§ Task item: Extract the complete data exactly as given.

[[ Materials provided open ]]

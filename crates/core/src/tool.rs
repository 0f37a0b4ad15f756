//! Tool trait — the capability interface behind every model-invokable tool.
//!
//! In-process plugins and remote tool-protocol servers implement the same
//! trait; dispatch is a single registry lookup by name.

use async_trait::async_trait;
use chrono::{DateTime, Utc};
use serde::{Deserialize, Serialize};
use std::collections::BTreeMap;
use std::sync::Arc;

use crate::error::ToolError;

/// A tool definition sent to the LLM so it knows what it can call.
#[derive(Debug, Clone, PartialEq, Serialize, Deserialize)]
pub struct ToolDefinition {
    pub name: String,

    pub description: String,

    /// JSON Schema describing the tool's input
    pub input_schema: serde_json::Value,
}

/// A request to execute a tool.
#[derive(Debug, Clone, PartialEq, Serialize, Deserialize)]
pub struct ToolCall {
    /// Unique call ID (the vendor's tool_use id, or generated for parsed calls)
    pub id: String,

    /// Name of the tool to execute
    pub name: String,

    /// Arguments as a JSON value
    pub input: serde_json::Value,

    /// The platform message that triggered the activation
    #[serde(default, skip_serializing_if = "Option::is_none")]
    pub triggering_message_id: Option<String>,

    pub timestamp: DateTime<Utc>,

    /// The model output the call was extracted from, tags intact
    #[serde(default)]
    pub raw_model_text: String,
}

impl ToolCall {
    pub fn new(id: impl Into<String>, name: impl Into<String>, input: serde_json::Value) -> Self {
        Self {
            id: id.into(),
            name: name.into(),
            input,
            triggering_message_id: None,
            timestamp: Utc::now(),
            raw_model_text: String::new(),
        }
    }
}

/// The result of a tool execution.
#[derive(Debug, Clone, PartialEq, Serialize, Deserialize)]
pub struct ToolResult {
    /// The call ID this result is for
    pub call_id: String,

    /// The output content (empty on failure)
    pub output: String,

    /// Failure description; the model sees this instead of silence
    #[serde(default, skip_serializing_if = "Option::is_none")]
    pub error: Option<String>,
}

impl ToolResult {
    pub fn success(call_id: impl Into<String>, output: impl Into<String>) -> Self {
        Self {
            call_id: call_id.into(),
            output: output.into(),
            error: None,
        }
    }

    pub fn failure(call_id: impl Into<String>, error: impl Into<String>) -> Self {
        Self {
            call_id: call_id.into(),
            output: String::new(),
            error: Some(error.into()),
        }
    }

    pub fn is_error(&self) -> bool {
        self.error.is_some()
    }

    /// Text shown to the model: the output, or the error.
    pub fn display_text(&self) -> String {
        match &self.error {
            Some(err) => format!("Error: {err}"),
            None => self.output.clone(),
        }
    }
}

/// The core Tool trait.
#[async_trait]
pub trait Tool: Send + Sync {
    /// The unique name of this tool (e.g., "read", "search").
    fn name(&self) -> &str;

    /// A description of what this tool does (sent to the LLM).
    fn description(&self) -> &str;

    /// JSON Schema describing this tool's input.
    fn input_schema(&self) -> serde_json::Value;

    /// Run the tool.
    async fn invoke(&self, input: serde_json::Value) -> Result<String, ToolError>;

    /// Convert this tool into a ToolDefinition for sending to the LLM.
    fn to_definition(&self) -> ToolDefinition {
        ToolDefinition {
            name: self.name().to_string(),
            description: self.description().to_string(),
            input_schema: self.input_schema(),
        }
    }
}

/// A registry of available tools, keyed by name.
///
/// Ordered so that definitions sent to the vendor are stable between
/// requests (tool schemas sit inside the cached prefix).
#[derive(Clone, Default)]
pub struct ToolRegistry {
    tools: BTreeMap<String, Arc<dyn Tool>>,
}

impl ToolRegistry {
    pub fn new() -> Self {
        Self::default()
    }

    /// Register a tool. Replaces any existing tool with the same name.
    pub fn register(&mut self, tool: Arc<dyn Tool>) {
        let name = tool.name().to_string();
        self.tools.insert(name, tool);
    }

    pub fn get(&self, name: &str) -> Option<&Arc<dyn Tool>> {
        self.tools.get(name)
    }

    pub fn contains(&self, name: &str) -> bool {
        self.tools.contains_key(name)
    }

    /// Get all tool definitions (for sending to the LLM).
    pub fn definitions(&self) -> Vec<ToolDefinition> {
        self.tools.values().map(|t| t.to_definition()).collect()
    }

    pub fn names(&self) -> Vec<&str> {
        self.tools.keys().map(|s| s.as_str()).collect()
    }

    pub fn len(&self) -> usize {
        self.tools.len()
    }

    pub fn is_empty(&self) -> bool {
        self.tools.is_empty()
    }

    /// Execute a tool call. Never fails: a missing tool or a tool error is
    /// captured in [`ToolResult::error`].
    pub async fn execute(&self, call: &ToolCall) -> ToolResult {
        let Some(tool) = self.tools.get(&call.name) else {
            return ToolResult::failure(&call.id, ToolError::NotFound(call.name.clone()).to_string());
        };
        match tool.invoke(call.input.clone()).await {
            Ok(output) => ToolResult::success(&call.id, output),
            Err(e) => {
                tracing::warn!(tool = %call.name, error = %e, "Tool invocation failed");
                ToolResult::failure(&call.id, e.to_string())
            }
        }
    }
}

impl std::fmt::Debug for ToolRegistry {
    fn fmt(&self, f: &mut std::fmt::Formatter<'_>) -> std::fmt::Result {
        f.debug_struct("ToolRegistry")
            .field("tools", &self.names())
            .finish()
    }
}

[[ Materials provided closed ]]

§ Answer box:
filename crates/core/src/tool.rs
repository 0f37a0b4ad15f756
//! Tool trait — the capability interface behind every model-invokable tool.
//!
//! In-process plugins and remote tool-protocol servers implement the same
//! trait; dispatch is a single registry lookup by name.

use async_trait::async_trait;
use chrono::{DateTime, Utc};
use serde::{Deserialize, Serialize};
use std::collections::BTreeMap;
use std::sync::Arc;

use crate::error::ToolError;

/// A tool definition sent to the LLM so it knows what it can call.
#[derive(Debug, Clone, PartialEq, Serialize, Deserialize)]
pub struct ToolDefinition {
    pub name: String,

    pub description: String,

    /// JSON Schema describing the tool's input
    pub input_schema: serde_json::Value,
}

/// A request to execute a tool.
#[derive(Debug, Clone, PartialEq, Serialize, Deserialize)]
pub struct ToolCall {
    /// Unique call ID (the vendor's tool_use id, or generated for parsed calls)
    pub id: String,

    /// Name of the tool to execute
    pub name: String,

    /// Arguments as a JSON value
    pub input: serde_json::Value,

    /// The platform message that triggered the activation
    #[serde(default, skip_serializing_if = "Option::is_none")]
    pub triggering_message_id: Option<String>,

    pub timestamp: DateTime<Utc>,

    /// The model output the call was extracted from, tags intact
    #[serde(default)]
    pub raw_model_text: String,
}

impl ToolCall {
    pub fn new(id: impl Into<String>, name: impl Into<String>, input: serde_json::Value) -> Self {
        Self {
            id: id.into(),
            name: name.into(),
            input,
            triggering_message_id: None,
            timestamp: Utc::now(),
            raw_model_text: String::new(),
        }
    }
}

/// The result of a tool execution.
#[derive(Debug, Clone, PartialEq, Serialize, Deserialize)]
pub struct ToolResult {
    /// The call ID this result is for
    pub call_id: String,

    /// The output content (empty on failure)
    pub output: String,

    /// Failure description; the model sees this instead of silence
    #[serde(default, skip_serializing_if = "Option::is_none")]
    pub error: Option<String>,
}

impl ToolResult {
    pub fn success(call_id: impl Into<String>, output: impl Into<String>) -> Self {
        Self {
            call_id: call_id.into(),
            output: output.into(),
            error: None,
        }
    }

    pub fn failure(call_id: impl Into<String>, error: impl Into<String>) -> Self {
        Self {
            call_id: call_id.into(),
            output: String::new(),
            error: Some(error.into()),
        }
    }

    pub fn is_error(&self) -> bool {
        self.error.is_some()
    }

    /// Text shown to the model: the output, or the error.
    pub fn display_text(&self) -> String {
        match &self.error {
            Some(err) => format!("Error: {err}"),
            None => self.output.clone(),
        }
    }
}

/// The core Tool trait.
#[async_trait]
pub trait Tool: Send + Sync {
    /// The unique name of this tool (e.g., "read", "search").
    fn name(&self) -> &str;

    /// A description of what this tool does (sent to the LLM).
    fn description(&self) -> &str;

    /// JSON Schema describing this tool's input.
    fn input_schema(&self) -> serde_json::Value;

    /// Run the tool.
    async fn invoke(&self, input: serde_json::Value) -> Result<String, ToolError>;

    /// Convert this tool into a ToolDefinition for sending to the LLM.
    fn to_definition(&self) -> ToolDefinition {
        ToolDefinition {
            name: self.name().to_string(),
            description: self.description().to_string(),
            input_schema: self.input_schema(),
        }
    }
}

/// A registry of available tools, keyed by name.
///
/// Ordered so that definitions sent to the vendor are stable between
/// requests (tool schemas sit inside the cached prefix).
#[derive(Clone, Default)]
pub struct ToolRegistry {
    tools: BTreeMap<String, Arc<dyn Tool>>,
}

impl ToolRegistry {
    pub fn new() -> Self {
        Self::default()
    }

    /// Register a tool. Replaces any existing tool with the same name.
    pub fn register(&mut self, tool: Arc<dyn Tool>) {
        let name = tool.name().to_string();
        self.tools.insert(name, tool);
    }

    pub fn get(&self, name: &str) -> Option<&Arc<dyn Tool>> {
        self.tools.get(name)
    }

    pub fn contains(&self, name: &str) -> bool {
        self.tools.contains_key(name)
    }

    /// Get all tool definitions (for sending to the LLM).
    pub fn definitions(&self) -> Vec<ToolDefinition> {
        self.tools.values().map(|t| t.to_definition()).collect()
    }

    pub fn names(&self) -> Vec<&str> {
        self.tools.keys().map(|s| s.as_str()).collect()
    }

    pub fn len(&self) -> usize {
        self.tools.len()
    }

    pub fn is_empty(&self) -> bool {
        self.tools.is_empty()
    }

    /// Execute a tool call. Never fails: a missing tool or a tool error is
    /// captured in [`ToolResult::error`].
    pub async fn execute(&self, call: &ToolCall) -> ToolResult {
        let Some(tool) = self.tools.get(&call.name) else {
            return ToolResult::failure(&call.id, ToolError::NotFound(call.name.clone()).to_string());
        };
        match tool.invoke(call.input.clone()).await {
            Ok(output) => ToolResult::success(&call.id, output),
            Err(e) => {
                tracing::warn!(tool = %call.name, error = %e, "Tool invocation failed");
                ToolResult::failure(&call.id, e.to_string())
            }
        }
    }
}

impl std::fmt::Debug for ToolRegistry {
    fn fmt(&self, f: &mut std::fmt::Formatter<'_>) -> std::fmt::Result {
        f.debug_struct("ToolRegistry")
            .field("tools", &self.names())
            .finish()
    }
}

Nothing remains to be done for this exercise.